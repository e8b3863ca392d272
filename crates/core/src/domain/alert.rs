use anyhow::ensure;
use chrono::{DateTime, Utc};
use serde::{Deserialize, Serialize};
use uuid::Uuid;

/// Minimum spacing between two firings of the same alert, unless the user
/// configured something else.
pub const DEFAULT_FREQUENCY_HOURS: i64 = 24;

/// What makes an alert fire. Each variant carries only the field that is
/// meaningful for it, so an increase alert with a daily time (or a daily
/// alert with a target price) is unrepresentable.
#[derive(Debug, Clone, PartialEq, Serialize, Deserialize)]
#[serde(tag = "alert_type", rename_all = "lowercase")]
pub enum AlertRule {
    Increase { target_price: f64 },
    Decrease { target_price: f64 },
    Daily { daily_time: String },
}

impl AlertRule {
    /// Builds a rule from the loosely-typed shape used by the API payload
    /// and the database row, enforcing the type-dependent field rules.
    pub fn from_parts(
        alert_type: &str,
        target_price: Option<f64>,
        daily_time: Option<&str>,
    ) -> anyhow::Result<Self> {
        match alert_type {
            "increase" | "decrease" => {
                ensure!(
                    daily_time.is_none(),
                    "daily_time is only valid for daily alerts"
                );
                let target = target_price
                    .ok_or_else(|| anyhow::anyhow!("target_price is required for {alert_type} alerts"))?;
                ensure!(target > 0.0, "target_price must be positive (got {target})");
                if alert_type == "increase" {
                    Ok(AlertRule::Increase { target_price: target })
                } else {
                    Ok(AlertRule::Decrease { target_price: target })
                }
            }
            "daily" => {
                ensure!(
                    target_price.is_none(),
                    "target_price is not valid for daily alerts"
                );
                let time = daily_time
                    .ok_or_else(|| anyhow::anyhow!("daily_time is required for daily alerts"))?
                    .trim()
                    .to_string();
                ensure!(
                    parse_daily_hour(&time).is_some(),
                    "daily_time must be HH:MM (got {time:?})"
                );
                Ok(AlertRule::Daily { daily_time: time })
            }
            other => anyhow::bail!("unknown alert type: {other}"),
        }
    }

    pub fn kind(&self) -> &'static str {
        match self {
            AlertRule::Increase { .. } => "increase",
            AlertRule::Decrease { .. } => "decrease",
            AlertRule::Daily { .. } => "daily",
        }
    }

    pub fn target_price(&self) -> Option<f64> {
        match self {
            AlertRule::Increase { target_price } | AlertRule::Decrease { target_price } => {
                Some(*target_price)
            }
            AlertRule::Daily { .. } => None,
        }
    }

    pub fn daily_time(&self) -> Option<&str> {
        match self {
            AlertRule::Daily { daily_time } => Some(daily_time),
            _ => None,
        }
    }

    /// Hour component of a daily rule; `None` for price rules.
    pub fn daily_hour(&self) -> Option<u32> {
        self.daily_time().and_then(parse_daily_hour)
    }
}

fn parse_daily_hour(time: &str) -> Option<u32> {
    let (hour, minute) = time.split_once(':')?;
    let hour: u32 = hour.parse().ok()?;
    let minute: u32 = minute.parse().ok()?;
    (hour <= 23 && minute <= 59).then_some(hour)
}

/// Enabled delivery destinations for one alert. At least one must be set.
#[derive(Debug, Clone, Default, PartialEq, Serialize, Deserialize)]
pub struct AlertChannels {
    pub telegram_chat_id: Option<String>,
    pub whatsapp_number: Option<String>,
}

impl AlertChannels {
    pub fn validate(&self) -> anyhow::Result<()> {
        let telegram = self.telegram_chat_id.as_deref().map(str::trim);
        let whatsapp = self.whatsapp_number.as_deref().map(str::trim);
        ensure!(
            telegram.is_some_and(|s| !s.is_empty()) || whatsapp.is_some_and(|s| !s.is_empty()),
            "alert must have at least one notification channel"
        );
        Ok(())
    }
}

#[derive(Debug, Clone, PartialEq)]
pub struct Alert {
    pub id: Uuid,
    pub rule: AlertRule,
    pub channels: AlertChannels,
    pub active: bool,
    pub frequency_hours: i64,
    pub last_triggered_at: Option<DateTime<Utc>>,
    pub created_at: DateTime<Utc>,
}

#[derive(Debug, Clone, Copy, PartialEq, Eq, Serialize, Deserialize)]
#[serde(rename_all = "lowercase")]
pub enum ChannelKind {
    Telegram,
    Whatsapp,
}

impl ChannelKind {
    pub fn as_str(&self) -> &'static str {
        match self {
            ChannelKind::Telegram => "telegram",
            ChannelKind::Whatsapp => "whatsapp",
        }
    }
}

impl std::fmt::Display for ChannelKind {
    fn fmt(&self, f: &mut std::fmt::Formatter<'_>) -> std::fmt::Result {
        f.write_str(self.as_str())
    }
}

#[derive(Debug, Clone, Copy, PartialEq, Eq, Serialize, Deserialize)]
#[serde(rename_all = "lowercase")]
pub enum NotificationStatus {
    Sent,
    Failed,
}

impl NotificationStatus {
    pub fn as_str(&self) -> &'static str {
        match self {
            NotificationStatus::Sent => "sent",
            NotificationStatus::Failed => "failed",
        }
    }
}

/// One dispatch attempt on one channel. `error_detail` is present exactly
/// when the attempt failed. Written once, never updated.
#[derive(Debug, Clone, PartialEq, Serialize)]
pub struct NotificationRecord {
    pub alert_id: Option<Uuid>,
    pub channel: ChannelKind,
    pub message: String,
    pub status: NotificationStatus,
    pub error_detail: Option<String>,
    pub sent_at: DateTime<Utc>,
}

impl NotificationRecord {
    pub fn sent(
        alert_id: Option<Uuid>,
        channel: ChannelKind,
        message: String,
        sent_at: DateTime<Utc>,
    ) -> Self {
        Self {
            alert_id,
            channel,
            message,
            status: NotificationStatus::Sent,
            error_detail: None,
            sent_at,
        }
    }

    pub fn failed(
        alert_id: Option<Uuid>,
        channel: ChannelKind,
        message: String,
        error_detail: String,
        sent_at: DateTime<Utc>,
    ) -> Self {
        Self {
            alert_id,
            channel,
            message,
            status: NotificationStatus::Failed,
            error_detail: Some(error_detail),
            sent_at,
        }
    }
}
════════════════════
WORK ITEM »
Reproduce every line above containing "required".

SOLUTION TO THIS EXERCISE »
                    .ok_or_else(|| anyhow::anyhow!("target_price is required for {alert_type} alerts"))?;
                    .ok_or_else(|| anyhow::anyhow!("daily_time is required for daily alerts"))?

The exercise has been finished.